TASK INSTRUCTIONS |
What you give back must match the records below exactly.

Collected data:
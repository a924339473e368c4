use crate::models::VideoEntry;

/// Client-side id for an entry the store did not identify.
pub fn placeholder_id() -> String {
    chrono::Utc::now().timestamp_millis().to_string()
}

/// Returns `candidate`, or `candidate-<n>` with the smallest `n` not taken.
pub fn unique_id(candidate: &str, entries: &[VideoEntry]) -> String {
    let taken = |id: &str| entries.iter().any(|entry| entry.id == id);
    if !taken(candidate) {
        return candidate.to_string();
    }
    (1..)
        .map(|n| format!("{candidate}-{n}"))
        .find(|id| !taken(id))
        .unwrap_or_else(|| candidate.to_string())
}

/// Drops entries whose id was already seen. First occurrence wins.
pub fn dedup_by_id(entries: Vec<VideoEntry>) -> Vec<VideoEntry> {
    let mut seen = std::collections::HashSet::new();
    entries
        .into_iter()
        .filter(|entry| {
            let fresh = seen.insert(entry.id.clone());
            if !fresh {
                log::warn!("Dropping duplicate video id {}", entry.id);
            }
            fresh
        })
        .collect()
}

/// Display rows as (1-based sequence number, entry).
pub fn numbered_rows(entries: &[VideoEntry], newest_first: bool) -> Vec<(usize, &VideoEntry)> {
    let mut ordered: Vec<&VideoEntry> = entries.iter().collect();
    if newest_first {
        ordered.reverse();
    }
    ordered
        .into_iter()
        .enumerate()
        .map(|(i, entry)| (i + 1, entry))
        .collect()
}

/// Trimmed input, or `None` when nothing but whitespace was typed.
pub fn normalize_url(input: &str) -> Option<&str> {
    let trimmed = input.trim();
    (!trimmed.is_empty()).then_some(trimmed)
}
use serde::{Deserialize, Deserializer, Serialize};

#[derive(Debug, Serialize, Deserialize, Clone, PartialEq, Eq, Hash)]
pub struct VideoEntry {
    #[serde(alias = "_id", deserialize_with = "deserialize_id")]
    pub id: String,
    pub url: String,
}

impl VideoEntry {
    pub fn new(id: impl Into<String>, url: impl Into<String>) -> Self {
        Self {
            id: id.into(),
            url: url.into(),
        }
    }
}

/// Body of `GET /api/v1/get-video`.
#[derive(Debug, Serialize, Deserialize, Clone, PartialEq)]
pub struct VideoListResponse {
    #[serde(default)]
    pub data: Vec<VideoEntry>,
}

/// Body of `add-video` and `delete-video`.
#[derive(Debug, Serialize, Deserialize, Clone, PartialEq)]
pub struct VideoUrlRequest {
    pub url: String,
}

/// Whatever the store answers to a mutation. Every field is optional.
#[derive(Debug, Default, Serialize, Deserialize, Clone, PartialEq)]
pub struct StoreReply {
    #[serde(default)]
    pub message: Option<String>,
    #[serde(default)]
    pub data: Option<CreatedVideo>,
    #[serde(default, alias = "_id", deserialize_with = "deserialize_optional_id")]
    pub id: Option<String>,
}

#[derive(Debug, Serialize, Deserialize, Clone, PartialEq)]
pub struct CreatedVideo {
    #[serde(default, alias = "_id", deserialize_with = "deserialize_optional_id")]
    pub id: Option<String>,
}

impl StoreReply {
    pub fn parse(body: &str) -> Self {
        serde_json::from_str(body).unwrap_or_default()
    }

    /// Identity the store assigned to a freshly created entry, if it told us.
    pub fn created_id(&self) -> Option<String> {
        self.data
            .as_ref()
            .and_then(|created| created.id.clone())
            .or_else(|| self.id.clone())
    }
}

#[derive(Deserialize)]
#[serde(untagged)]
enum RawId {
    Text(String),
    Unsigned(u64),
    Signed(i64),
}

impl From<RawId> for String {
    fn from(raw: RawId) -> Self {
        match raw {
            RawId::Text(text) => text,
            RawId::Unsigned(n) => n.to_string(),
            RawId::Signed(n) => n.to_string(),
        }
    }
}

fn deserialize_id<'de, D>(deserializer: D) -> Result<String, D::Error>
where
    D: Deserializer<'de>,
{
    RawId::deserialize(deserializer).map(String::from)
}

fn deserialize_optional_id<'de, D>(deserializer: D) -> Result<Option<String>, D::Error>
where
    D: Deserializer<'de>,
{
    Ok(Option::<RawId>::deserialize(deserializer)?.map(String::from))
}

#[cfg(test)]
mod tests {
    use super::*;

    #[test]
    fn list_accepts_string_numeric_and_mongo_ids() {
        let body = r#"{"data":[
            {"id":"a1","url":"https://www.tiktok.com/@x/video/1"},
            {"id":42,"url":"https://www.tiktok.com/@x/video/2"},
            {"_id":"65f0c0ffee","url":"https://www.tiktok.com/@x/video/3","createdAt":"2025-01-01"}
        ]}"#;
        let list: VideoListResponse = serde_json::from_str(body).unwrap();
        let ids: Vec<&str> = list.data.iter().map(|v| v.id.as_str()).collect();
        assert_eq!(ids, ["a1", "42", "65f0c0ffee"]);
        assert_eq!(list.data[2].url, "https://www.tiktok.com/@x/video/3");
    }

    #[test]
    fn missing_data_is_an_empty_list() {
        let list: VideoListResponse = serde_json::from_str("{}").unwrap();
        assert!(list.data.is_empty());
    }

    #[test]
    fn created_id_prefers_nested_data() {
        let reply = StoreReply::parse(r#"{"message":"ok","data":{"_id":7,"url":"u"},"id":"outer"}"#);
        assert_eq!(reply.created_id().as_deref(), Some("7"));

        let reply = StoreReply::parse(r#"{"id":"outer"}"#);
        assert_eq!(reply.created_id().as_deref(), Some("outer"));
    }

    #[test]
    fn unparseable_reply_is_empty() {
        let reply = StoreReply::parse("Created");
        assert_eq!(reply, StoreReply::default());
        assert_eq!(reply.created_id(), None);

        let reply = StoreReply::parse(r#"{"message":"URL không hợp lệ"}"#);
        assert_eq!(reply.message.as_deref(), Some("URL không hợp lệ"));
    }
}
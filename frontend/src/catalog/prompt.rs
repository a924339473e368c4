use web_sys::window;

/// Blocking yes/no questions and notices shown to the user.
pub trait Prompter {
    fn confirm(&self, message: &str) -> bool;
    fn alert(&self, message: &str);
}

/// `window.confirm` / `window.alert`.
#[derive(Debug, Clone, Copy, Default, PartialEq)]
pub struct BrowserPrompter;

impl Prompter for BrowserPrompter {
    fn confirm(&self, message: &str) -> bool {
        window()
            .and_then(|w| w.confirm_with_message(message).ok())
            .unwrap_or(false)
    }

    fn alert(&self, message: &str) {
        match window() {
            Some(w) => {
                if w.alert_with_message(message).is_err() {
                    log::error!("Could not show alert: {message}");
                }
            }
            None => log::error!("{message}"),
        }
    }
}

REPLY TO THE EXERCISE |
repository a924339473e368c4
use crate::models::VideoEntry;

/// Client-side id for an entry the store did not identify.
pub fn placeholder_id() -> String {
    chrono::Utc::now().timestamp_millis().to_string()
}

/// Returns `candidate`, or `candidate-<n>` with the smallest `n` not taken.
pub fn unique_id(candidate: &str, entries: &[VideoEntry]) -> String {
    let taken = |id: &str| entries.iter().any(|entry| entry.id == id);
    if !taken(candidate) {
        return candidate.to_string();
    }
    (1..)
        .map(|n| format!("{candidate}-{n}"))
        .find(|id| !taken(id))
        .unwrap_or_else(|| candidate.to_string())
}

/// Drops entries whose id was already seen. First occurrence wins.
pub fn dedup_by_id(entries: Vec<VideoEntry>) -> Vec<VideoEntry> {
    let mut seen = std::collections::HashSet::new();
    entries
        .into_iter()
        .filter(|entry| {
            let fresh = seen.insert(entry.id.clone());
            if !fresh {
                log::warn!("Dropping duplicate video id {}", entry.id);
            }
            fresh
        })
        .collect()
}

/// Display rows as (1-based sequence number, entry).
pub fn numbered_rows(entries: &[VideoEntry], newest_first: bool) -> Vec<(usize, &VideoEntry)> {
    let mut ordered: Vec<&VideoEntry> = entries.iter().collect();
    if newest_first {
        ordered.reverse();
    }
    ordered
        .into_iter()
        .enumerate()
        .map(|(i, entry)| (i + 1, entry))
        .collect()
}

/// Trimmed input, or `None` when nothing but whitespace was typed.
pub fn normalize_url(input: &str) -> Option<&str> {
    let trimmed = input.trim();
    (!trimmed.is_empty()).then_some(trimmed)
}
use serde::{Deserialize, Deserializer, Serialize};

#[derive(Debug, Serialize, Deserialize, Clone, PartialEq, Eq, Hash)]
pub struct VideoEntry {
    #[serde(alias = "_id", deserialize_with = "deserialize_id")]
    pub id: String,
    pub url: String,
}

impl VideoEntry {
    pub fn new(id: impl Into<String>, url: impl Into<String>) -> Self {
        Self {
            id: id.into(),
            url: url.into(),
        }
    }
}

/// Body of `GET /api/v1/get-video`.
#[derive(Debug, Serialize, Deserialize, Clone, PartialEq)]
pub struct VideoListResponse {
    #[serde(default)]
    pub data: Vec<VideoEntry>,
}

/// Body of `add-video` and `delete-video`.
#[derive(Debug, Serialize, Deserialize, Clone, PartialEq)]
pub struct VideoUrlRequest {
    pub url: String,
}

/// Whatever the store answers to a mutation. Every field is optional.
#[derive(Debug, Default, Serialize, Deserialize, Clone, PartialEq)]
pub struct StoreReply {
    #[serde(default)]
    pub message: Option<String>,
    #[serde(default)]
    pub data: Option<CreatedVideo>,
    #[serde(default, alias = "_id", deserialize_with = "deserialize_optional_id")]
    pub id: Option<String>,
}

#[derive(Debug, Serialize, Deserialize, Clone, PartialEq)]
pub struct CreatedVideo {
    #[serde(default, alias = "_id", deserialize_with = "deserialize_optional_id")]
    pub id: Option<String>,
}

impl StoreReply {
    pub fn parse(body: &str) -> Self {
        serde_json::from_str(body).unwrap_or_default()
    }

    /// Identity the store assigned to a freshly created entry, if it told us.
    pub fn created_id(&self) -> Option<String> {
        self.data
            .as_ref()
            .and_then(|created| created.id.clone())
            .or_else(|| self.id.clone())
    }
}

#[derive(Deserialize)]
#[serde(untagged)]
enum RawId {
    Text(String),
    Unsigned(u64),
    Signed(i64),
}

impl From<RawId> for String {
    fn from(raw: RawId) -> Self {
        match raw {
            RawId::Text(text) => text,
            RawId::Unsigned(n) => n.to_string(),
            RawId::Signed(n) => n.to_string(),
        }
    }
}

fn deserialize_id<'de, D>(deserializer: D) -> Result<String, D::Error>
where
    D: Deserializer<'de>,
{
    RawId::deserialize(deserializer).map(String::from)
}

fn deserialize_optional_id<'de, D>(deserializer: D) -> Result<Option<String>, D::Error>
where
    D: Deserializer<'de>,
{
    Ok(Option::<RawId>::deserialize(deserializer)?.map(String::from))
}

#[cfg(test)]
mod tests {
    use super::*;

    #[test]
    fn list_accepts_string_numeric_and_mongo_ids() {
        let body = r#"{"data":[
            {"id":"a1","url":"https://www.tiktok.com/@x/video/1"},
            {"id":42,"url":"https://www.tiktok.com/@x/video/2"},
            {"_id":"65f0c0ffee","url":"https://www.tiktok.com/@x/video/3","createdAt":"2025-01-01"}
        ]}"#;
        let list: VideoListResponse = serde_json::from_str(body).unwrap();
        let ids: Vec<&str> = list.data.iter().map(|v| v.id.as_str()).collect();
        assert_eq!(ids, ["a1", "42", "65f0c0ffee"]);
        assert_eq!(list.data[2].url, "https://www.tiktok.com/@x/video/3");
    }

    #[test]
    fn missing_data_is_an_empty_list() {
        let list: VideoListResponse = serde_json::from_str("{}").unwrap();
        assert!(list.data.is_empty());
    }

    #[test]
    fn created_id_prefers_nested_data() {
        let reply = StoreReply::parse(r#"{"message":"ok","data":{"_id":7,"url":"u"},"id":"outer"}"#);
        assert_eq!(reply.created_id().as_deref(), Some("7"));

        let reply = StoreReply::parse(r#"{"id":"outer"}"#);
        assert_eq!(reply.created_id().as_deref(), Some("outer"));
    }

    #[test]
    fn unparseable_reply_is_empty() {
        let reply = StoreReply::parse("Created");
        assert_eq!(reply, StoreReply::default());
        assert_eq!(reply.created_id(), None);

        let reply = StoreReply::parse(r#"{"message":"URL không hợp lệ"}"#);
        assert_eq!(reply.message.as_deref(), Some("URL không hợp lệ"));
    }
}
filename frontend/src/catalog/prompt.rs
repository a924339473e368c4
use web_sys::window;

/// Blocking yes/no questions and notices shown to the user.
pub trait Prompter {
    fn confirm(&self, message: &str) -> bool;
    fn alert(&self, message: &str);
}

/// `window.confirm` / `window.alert`.
#[derive(Debug, Clone, Copy, Default, PartialEq)]
pub struct BrowserPrompter;

impl Prompter for BrowserPrompter {
    fn confirm(&self, message: &str) -> bool {
        window()
            .and_then(|w| w.confirm_with_message(message).ok())
            .unwrap_or(false)
    }

    fn alert(&self, message: &str) {
        match window() {
            Some(w) => {
                if w.alert_with_message(message).is_err() {
                    log::error!("Could not show alert: {message}");
                }
            }
            None => log::error!("{message}"),
        }
    }
}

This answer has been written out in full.